* **Exercise goal**
Below is a listing; restate from it, character for character, the lines beginning at the line holding "use itertools::Itertools;" and ending at the line holding "let mut out = String::with_capacity(name.len()", both included.

━━━━━━━━━━━━━━━━

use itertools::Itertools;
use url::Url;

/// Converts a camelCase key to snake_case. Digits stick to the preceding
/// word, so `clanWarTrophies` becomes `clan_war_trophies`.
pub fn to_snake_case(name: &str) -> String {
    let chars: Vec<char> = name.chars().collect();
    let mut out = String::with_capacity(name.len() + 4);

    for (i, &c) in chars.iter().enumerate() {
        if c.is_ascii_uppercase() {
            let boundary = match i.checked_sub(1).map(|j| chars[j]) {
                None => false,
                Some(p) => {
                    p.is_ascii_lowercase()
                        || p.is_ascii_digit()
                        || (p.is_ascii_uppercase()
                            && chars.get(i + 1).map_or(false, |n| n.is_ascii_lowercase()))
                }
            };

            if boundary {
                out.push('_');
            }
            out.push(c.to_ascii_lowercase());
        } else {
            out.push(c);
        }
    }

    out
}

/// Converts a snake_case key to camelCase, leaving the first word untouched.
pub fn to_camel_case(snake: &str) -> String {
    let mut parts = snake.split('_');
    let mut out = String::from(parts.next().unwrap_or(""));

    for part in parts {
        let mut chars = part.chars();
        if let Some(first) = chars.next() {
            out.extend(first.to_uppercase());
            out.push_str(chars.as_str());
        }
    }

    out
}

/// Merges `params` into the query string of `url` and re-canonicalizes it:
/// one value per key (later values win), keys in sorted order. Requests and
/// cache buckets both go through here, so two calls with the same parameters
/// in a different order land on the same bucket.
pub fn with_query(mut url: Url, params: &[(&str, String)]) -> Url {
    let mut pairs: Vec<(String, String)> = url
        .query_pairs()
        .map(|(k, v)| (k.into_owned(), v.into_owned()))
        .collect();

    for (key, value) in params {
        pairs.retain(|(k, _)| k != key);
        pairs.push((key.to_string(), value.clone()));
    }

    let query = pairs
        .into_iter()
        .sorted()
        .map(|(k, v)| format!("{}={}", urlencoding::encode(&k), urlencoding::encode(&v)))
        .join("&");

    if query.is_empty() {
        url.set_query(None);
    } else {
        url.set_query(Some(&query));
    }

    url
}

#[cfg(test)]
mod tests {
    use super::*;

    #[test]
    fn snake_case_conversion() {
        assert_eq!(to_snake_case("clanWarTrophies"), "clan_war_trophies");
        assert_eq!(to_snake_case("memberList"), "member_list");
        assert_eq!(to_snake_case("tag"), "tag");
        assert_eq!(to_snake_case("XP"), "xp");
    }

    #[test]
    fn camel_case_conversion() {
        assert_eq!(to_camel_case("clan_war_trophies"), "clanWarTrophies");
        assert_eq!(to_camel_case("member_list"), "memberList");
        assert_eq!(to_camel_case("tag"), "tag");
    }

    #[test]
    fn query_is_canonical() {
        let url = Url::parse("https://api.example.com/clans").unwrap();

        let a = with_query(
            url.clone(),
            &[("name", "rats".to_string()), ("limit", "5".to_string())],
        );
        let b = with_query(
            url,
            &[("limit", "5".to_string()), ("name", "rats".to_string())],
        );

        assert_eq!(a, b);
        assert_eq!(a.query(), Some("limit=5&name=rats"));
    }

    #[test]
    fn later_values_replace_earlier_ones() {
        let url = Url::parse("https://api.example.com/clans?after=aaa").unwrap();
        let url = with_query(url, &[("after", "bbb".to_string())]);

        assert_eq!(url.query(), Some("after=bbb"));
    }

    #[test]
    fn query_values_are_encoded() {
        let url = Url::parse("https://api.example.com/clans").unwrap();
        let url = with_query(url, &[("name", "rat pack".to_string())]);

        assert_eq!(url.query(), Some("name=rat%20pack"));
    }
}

━━━━━━━━━━━━━━━━

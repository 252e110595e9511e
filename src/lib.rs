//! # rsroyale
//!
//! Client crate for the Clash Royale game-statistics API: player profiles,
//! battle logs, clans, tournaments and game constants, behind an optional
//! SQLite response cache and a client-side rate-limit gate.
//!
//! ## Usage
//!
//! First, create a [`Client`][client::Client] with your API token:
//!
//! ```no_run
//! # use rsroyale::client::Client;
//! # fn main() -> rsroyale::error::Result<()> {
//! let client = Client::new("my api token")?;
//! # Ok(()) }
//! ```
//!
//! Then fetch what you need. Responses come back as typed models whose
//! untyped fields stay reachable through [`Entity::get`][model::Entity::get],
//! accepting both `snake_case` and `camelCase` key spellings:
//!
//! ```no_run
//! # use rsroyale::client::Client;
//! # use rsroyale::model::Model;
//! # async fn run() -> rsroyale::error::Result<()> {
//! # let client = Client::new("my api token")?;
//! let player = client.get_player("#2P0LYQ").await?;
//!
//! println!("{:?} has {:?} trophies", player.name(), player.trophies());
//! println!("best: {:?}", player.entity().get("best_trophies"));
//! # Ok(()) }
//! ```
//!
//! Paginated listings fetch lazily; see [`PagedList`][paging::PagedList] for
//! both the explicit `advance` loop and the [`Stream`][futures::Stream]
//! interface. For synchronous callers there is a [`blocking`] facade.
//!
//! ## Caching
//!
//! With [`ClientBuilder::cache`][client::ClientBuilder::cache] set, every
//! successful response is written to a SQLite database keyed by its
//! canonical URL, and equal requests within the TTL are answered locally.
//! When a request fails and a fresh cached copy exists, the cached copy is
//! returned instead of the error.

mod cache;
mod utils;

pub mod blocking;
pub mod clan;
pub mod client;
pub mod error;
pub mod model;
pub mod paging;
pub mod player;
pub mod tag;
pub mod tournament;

━━━━━━━━━━━━━━━━

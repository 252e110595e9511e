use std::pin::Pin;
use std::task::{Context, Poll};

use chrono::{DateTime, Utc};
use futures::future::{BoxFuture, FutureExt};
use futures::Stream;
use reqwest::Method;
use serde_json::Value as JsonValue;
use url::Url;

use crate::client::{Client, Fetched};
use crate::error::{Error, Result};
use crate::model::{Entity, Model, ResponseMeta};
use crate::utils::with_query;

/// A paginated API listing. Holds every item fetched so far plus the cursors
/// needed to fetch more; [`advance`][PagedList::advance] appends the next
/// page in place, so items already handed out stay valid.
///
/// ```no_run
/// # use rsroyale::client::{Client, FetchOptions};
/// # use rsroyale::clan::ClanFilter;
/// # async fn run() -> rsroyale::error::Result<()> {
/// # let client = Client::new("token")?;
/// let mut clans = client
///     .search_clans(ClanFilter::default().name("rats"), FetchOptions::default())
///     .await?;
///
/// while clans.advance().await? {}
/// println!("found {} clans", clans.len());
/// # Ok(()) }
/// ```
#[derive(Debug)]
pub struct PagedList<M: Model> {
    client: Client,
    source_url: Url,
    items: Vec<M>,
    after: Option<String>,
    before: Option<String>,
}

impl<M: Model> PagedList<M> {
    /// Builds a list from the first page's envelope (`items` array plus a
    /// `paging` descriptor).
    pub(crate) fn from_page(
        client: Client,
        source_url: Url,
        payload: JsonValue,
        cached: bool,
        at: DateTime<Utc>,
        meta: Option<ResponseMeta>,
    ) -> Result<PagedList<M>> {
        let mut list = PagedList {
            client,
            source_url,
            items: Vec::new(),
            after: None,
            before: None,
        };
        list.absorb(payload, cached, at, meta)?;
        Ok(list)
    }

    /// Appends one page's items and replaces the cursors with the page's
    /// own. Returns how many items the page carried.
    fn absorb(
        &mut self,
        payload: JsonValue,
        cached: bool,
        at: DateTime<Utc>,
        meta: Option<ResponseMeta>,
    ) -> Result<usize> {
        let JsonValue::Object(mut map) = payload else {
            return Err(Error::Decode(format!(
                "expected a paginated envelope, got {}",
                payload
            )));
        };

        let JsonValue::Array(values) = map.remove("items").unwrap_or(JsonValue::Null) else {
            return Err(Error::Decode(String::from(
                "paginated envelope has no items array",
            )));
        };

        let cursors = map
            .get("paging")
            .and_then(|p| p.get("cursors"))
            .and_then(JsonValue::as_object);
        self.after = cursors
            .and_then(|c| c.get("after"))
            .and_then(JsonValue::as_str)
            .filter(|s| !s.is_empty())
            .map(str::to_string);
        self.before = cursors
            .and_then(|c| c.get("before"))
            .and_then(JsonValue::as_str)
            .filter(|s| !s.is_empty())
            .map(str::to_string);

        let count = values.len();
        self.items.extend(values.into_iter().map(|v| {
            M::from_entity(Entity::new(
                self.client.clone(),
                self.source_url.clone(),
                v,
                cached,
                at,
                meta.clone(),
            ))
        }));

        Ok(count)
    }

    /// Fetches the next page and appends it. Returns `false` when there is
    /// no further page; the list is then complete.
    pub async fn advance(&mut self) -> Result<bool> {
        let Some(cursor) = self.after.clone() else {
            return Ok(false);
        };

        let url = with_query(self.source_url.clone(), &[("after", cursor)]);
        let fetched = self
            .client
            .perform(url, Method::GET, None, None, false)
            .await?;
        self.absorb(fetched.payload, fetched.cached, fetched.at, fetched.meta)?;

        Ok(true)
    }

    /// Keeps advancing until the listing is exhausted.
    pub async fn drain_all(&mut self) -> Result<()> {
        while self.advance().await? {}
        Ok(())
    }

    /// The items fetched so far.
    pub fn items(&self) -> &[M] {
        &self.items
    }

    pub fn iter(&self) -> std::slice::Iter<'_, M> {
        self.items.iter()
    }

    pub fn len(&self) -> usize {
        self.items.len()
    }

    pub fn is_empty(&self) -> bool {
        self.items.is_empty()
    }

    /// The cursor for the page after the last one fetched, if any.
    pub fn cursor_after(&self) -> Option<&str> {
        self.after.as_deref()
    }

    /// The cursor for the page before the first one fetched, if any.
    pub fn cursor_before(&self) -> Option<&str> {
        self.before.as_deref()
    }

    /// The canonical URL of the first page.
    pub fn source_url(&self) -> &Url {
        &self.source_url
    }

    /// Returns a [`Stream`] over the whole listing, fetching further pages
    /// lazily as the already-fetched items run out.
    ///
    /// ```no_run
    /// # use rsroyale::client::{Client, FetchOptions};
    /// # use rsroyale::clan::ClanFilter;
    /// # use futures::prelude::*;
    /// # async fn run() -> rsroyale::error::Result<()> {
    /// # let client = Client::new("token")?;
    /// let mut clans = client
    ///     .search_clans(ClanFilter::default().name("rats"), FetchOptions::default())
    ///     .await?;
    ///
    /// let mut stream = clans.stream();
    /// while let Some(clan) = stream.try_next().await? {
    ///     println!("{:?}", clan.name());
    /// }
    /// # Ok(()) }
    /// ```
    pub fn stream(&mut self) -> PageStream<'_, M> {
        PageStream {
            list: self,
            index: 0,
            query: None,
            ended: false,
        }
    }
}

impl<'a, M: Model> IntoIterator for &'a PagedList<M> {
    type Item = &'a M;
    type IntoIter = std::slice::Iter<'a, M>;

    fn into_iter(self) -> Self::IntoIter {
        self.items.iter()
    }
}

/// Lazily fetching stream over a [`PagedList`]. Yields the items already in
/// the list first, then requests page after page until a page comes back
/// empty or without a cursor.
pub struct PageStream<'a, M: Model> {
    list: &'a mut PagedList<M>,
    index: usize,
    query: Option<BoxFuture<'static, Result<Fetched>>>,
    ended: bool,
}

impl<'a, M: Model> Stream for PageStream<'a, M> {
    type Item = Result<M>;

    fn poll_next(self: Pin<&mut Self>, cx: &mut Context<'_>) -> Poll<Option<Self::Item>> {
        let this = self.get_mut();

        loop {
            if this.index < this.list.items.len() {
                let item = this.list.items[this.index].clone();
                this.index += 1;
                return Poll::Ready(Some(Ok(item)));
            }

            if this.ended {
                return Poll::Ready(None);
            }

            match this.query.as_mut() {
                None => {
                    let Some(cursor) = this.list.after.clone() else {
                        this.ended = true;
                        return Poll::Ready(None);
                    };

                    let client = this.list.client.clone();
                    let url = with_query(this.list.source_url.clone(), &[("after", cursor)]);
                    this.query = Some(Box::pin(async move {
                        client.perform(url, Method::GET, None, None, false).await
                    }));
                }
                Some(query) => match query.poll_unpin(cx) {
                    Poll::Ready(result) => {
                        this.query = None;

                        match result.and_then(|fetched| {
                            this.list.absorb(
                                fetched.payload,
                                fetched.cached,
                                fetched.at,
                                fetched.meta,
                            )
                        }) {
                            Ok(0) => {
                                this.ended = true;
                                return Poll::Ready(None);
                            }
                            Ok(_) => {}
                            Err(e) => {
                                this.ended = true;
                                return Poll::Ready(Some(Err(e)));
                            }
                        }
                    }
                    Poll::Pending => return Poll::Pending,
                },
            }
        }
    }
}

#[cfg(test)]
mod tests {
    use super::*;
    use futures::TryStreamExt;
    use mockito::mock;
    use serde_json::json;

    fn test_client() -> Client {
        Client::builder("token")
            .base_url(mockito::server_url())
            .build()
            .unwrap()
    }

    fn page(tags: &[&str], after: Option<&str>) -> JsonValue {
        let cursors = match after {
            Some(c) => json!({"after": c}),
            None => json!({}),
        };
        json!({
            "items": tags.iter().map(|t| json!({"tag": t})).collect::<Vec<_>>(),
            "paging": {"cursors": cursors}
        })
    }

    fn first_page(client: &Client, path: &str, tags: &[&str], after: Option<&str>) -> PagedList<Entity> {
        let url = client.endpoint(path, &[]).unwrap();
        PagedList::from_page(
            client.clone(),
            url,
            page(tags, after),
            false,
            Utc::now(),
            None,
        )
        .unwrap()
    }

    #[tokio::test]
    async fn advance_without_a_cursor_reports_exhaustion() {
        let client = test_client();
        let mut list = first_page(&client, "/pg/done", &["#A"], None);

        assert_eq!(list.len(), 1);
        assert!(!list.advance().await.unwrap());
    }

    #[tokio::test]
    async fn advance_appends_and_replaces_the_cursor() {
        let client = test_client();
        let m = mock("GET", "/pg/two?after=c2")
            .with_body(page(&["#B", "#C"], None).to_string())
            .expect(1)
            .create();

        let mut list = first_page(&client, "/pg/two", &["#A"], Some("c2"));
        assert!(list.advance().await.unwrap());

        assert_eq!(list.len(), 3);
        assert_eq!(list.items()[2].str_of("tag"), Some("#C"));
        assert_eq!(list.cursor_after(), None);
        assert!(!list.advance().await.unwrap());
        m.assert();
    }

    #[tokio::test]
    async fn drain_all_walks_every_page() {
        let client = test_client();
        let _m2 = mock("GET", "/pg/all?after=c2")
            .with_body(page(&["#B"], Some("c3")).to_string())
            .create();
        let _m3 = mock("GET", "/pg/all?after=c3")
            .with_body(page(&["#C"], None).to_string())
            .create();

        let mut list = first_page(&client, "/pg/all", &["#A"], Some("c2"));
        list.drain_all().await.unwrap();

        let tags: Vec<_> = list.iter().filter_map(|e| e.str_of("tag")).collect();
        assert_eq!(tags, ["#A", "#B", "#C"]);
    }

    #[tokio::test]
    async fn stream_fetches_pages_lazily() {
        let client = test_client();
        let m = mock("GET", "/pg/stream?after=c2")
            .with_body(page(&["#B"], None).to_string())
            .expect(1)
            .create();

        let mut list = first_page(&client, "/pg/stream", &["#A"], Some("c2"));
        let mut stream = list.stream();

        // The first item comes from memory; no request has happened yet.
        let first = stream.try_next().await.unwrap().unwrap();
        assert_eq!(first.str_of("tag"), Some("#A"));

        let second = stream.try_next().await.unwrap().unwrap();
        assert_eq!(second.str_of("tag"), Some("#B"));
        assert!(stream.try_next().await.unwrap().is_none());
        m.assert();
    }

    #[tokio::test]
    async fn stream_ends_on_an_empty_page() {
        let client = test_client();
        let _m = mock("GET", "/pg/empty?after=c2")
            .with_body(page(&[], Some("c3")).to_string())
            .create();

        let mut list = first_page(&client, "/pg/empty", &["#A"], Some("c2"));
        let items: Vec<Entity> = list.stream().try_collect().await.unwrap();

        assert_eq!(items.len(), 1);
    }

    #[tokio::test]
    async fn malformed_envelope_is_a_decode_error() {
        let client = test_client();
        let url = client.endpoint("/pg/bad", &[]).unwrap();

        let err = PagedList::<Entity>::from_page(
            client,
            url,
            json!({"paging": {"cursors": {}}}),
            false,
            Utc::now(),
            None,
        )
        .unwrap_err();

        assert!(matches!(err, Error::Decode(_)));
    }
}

━━━━━━━━━━━━━━━━

* **Answer section**
use itertools::Itertools;
use url::Url;

/// Converts a camelCase key to snake_case. Digits stick to the preceding
/// word, so `clanWarTrophies` becomes `clan_war_trophies`.
pub fn to_snake_case(name: &str) -> String {
    let chars: Vec<char> = name.chars().collect();
    let mut out = String::with_capacity(name.len() + 4);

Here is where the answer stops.